Fans of Canadian tech stocks have enjoyed strong results over the years from enterprise information software company OpenText (OpenText Stock Quote, Charts, News, Analysts, Financials TSX:OTEX), but the past 12 months have been less rosy, with the stock now down about 22 per cent. What does the future hold for the stock? Likely more downside, says Darren Sissons of Campbell, Lee & Ross, who has no complaints about the company but is worried about the broader market position on tech stocks these days.
“We actually sold the last portion of OpenText that we owned and had owned it for five or six years. I think it’s a great story, but I do think of the current environment where a ‘baby and bath water’-type of dynamic is in play, where people are selling everything, and they’re selling names that are producing genuine returns, particularly [in] tech,” said Sissons, vice-president of Campbell, Lee & Ross, who spoke on BNN Bloomberg on Friday.
With currently about a C$12-billion market cap, OpenText produced solid returns for about a decade between 2011 and 2021, rising by a combined value of about 385 per cent over that time span. But the stock started dropping last September and since has continued its downward slide along with much of the tech sector as the market rotates away from growth names toward more defensive and value plays.
The company itself has been humming along nicely, reporting 8.1 per cent year-over-year revenue growth for its fiscal 2021, ended June 30, 2021, with its Cloud business revenues up 21.6 per cent for the fiscal year. More recently, OTEX reported record fiscal third quarter revenues last month, hitting $882.3 million for a year-over-year increase of 5.9 per cent, notching its fifth consecutive quarter of organic growth. Cloud Services and Subscriptions revenues were up 13.0 per cent to $401.9 million while Customer Support was down 3.4 per cent to $332.5 million. (All figures in US dollars except where noted otherwise.)

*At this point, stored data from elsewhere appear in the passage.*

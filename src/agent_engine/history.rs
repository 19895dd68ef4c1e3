use serde::{Deserialize, Serialize};
use std::io::Write;
use std::path::{Path, PathBuf};

use crate::agent_engine::state::Step;
use crate::errors::PilotResult;

/// One completed exchange: what we asked and what the model answered, verbatim.
#[derive(Debug, Clone, PartialEq, Serialize, Deserialize)]
pub struct HistoryTurn {
    pub instruction: String,
    pub response: String,
}

/// Prior (instruction, raw response) pairs of the current run. Append-only.
#[derive(Debug, Clone, Default)]
pub struct ConversationHistory {
    turns: Vec<HistoryTurn>,
}

impl ConversationHistory {
    pub fn new() -> Self {
        Self::default()
    }

    pub fn push(&mut self, instruction: String, response: String) {
        self.turns.push(HistoryTurn {
            instruction,
            response,
        });
    }

    pub fn turns(&self) -> &[HistoryTurn] {
        &self.turns
    }

    pub fn len(&self) -> usize {
        self.turns.len()
    }

    pub fn is_empty(&self) -> bool {
        self.turns.is_empty()
    }
}

/// One line of the session JSONL file.
#[derive(Debug, Serialize)]
#[serde(tag = "kind", rename_all = "snake_case")]
pub enum SessionEntry<'a> {
    Task {
        ts: i64,
        task: &'a str,
        model: &'a str,
    },
    Step {
        ts: i64,
        raw_response: &'a str,
        step: &'a Step,
    },
    Outcome {
        ts: i64,
        success: bool,
        message: &'a str,
        steps: usize,
        elapsed_ms: u64,
    },
}

/// Append-only JSONL record of one run. Screenshots are never written.
pub struct SessionLog {
    pub session_id: String,
    file_path: PathBuf,
}

impl SessionLog {
    /// Log under the platform data directory.
    pub fn new() -> PilotResult<Self> {
        Self::in_dir(&sessions_dir())
    }

    pub fn in_dir(dir: &Path) -> PilotResult<Self> {
        std::fs::create_dir_all(dir)?;
        let session_id = uuid::Uuid::new_v4().to_string();
        let file_path = dir.join(format!("session_{session_id}.jsonl"));
        Ok(Self {
            session_id,
            file_path,
        })
    }

    pub fn path(&self) -> &Path {
        &self.file_path
    }

    pub fn append(&self, entry: &SessionEntry<'_>) -> PilotResult<()> {
        let line = serde_json::to_string(entry)?;
        let mut file = std::fs::OpenOptions::new()
            .create(true)
            .append(true)
            .open(&self.file_path)?;
        writeln!(file, "{line}")?;
        tracing::debug!(path = %self.file_path.display(), "session entry flushed");
        Ok(())
    }
}

/// `~/.local/share/screenpilot/sessions` on Linux, `%LOCALAPPDATA%\screenpilot\sessions`
/// on Windows, falling back to the working directory.
fn sessions_dir() -> PathBuf {
    match dirs::data_local_dir() {
        Some(base) => base.join("screenpilot").join("sessions"),
        None => std::env::current_dir()
            .unwrap_or_else(|_| PathBuf::from("."))
            .join("sessions"),
    }
}

#[cfg(test)]
mod tests {
    use super::*;
    use crate::agent_engine::state::{Action, AgentTurn, TurnStatus};
    use crate::perception::types::Observation;
    use std::sync::Arc;

    #[test]
    fn test_history_is_ordered() {
        let mut h = ConversationHistory::new();
        assert!(h.is_empty());
        h.push("first".into(), "{\"a\":1}".into());
        h.push("second".into(), "{\"a\":2}".into());
        assert_eq!(h.len(), 2);
        assert_eq!(h.turns()[0].instruction, "first");
        assert_eq!(h.turns()[1].response, "{\"a\":2}");
    }

    #[test]
    fn test_session_log_writes_jsonl_without_image() {
        let dir = tempfile::tempdir().unwrap();
        let log = SessionLog::in_dir(dir.path()).unwrap();

        let step = Step {
            index: 1,
            observation: Arc::new(Observation {
                image_base64: "SECRET_IMAGE_BYTES".into(),
                width: 10,
                height: 10,
                source_width: 10,
                source_height: 10,
                captured_at: chrono::Utc::now(),
            }),
            turn: AgentTurn {
                thought: "done already".into(),
                action: Action::done("ok"),
                status: TurnStatus::Completed,
            },
            executed: Action::done("ok"),
            executed_ok: true,
            result_message: "ok".into(),
            timestamp: chrono::Utc::now(),
        };

        log.append(&SessionEntry::Task { ts: 0, task: "t", model: "m" }).unwrap();
        log.append(&SessionEntry::Step { ts: 1, raw_response: "{}", step: &step }).unwrap();
        log.append(&SessionEntry::Outcome {
            ts: 2,
            success: true,
            message: "ok",
            steps: 1,
            elapsed_ms: 5,
        })
        .unwrap();

        let content = std::fs::read_to_string(log.path()).unwrap();
        let lines: Vec<serde_json::Value> = content
            .lines()
            .map(|l| serde_json::from_str(l).unwrap())
            .collect();
        assert_eq!(lines.len(), 3);
        assert_eq!(lines[0]["kind"], "task");
        assert_eq!(lines[1]["step"]["turn"]["status"], "completed");
        assert_eq!(lines[2]["success"], true);
        assert!(!content.contains("SECRET_IMAGE_BYTES"));
    }
}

The company said its information management products are doing well in the current era of digital transformation, where businesses in all fields are adopting new tools to run their operations.
“OpenText’s strong third-quarter performance, amidst challenging global macro-dynamics, reflects the strength, durability and resiliency of the OpenText business model,” said CEO and CTO Mark J. Barrenechea in May 4, 2022, shareholder letter. “Our cloud strategy is working, and we are seeing the results of our efforts as we help our
customers to digitize, transform and grow. We continue to invest in talent, innovation, and technology to drive our growth strategy and we are well positioned to grow and extend our leadership in the $92 billion Information Management market.”
Management offered no change to its full fiscal 2022 outlook after the fiscal Q3, calling for revenue growth of between three and four per cent with a Cloud revenue growth rate of between eight and ten per cent, although the company did say 2022 revenue would likely end up closer to three per cent.
OTEX also comes with a sizeable (for tech stocks) dividend currently sporting about a 2.3 per cent yield, with management saying in the third quarter report that it had repurchased a million shares over the quarter and targeted about 33 per cent of its trailing 12-month free cash flow at share buybacks and dividends.
“With approximately $1.6 billion in cash as of March 31, 2022, and a net leverage ratio of 1.9x, we have the financial flexibility to continue to drive growth through product innovation, talent, go-to-market and strategic acquisitions,” said CFO Madhu Ranganathan in the third quarter press release.
But for Sissons, the pullback on OpenText may have some more legs to it, especially with the slower calendar third quarter up ahead.
“In this particular case, I do think there’s some downside. Q3 tends to be bad for the company,” Sissons said. “You’re probably going to get a better entry level here, but if you’ve owned this for long periods of time and have deep embedded capital gains, I’d just hold it and perhaps buy more.”
“[It’s] a good quality company. I just think it’s going to go down a bit further,” he said.
For a contrary view, National Bank analyst Richard Tse reiterated an “Outperform” rating on OpenText after the company’s latest quarter, putting up a US$60.00 target price for a projected 12-month return at the time of publication of 48.8 per cent.
Tse said OTEX has strong defensive attributes for the current climate, pointing to its strong free cash flow at $306 million for the fiscal Q3 and a growing recurring revenue base which currently makes up about 83 per cent of revenue.
“OTEX remains one of our favourite ‘legacy’ names. With the market sentiment favouring profitability and cash flow, OTEX offers those compelling defensive attributes. We see a growing base of recurring revenue through opportunistic acquisitions, expanding operating leverage and optionality from organic growth that is not fully reflected in its current stock price,” Tse wrote in a May 4 press release.